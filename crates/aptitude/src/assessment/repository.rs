use super::session::{AssessmentSession, SessionId};

/// Storage abstraction so the service can be exercised without a backing store.
pub trait SessionRepository: Send + Sync {
    fn insert(&self, session: AssessmentSession) -> Result<AssessmentSession, RepositoryError>;

    /// Run `change` against the stored session while holding the store's write access.
    ///
    /// The session is kept as `change` left it, whatever `change` returns. Concurrent calls
    /// for the same session are serialized.
    fn modify<T, F>(&self, id: &SessionId, change: F) -> Result<T, RepositoryError>
    where
        F: FnOnce(&mut AssessmentSession) -> T;

    fn fetch(&self, id: &SessionId) -> Result<Option<AssessmentSession>, RepositoryError>;
    fn remove(&self, id: &SessionId) -> Result<(), RepositoryError>;
}

/// Error enumeration for repository failures.
#[derive(Debug, thiserror::Error)]
pub enum RepositoryError {
    #[error("session already exists")]
    Conflict,
    #[error("session not found")]
    NotFound,
    #[error("session store unavailable: {0}")]
    Unavailable(String),
}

• • •

◆ Work task
Up to and including the line with "pub trait SessionRepository: Send", repeat the data exactly, starting from its first line; nothing else belongs in the response.

◆ Response for this exercise
filename crates/aptitude/src/assessment/repository.rs
use super::session::{AssessmentSession, SessionId};

/// Storage abstraction so the service can be exercised without a backing store.
pub trait SessionRepository: Send + Sync {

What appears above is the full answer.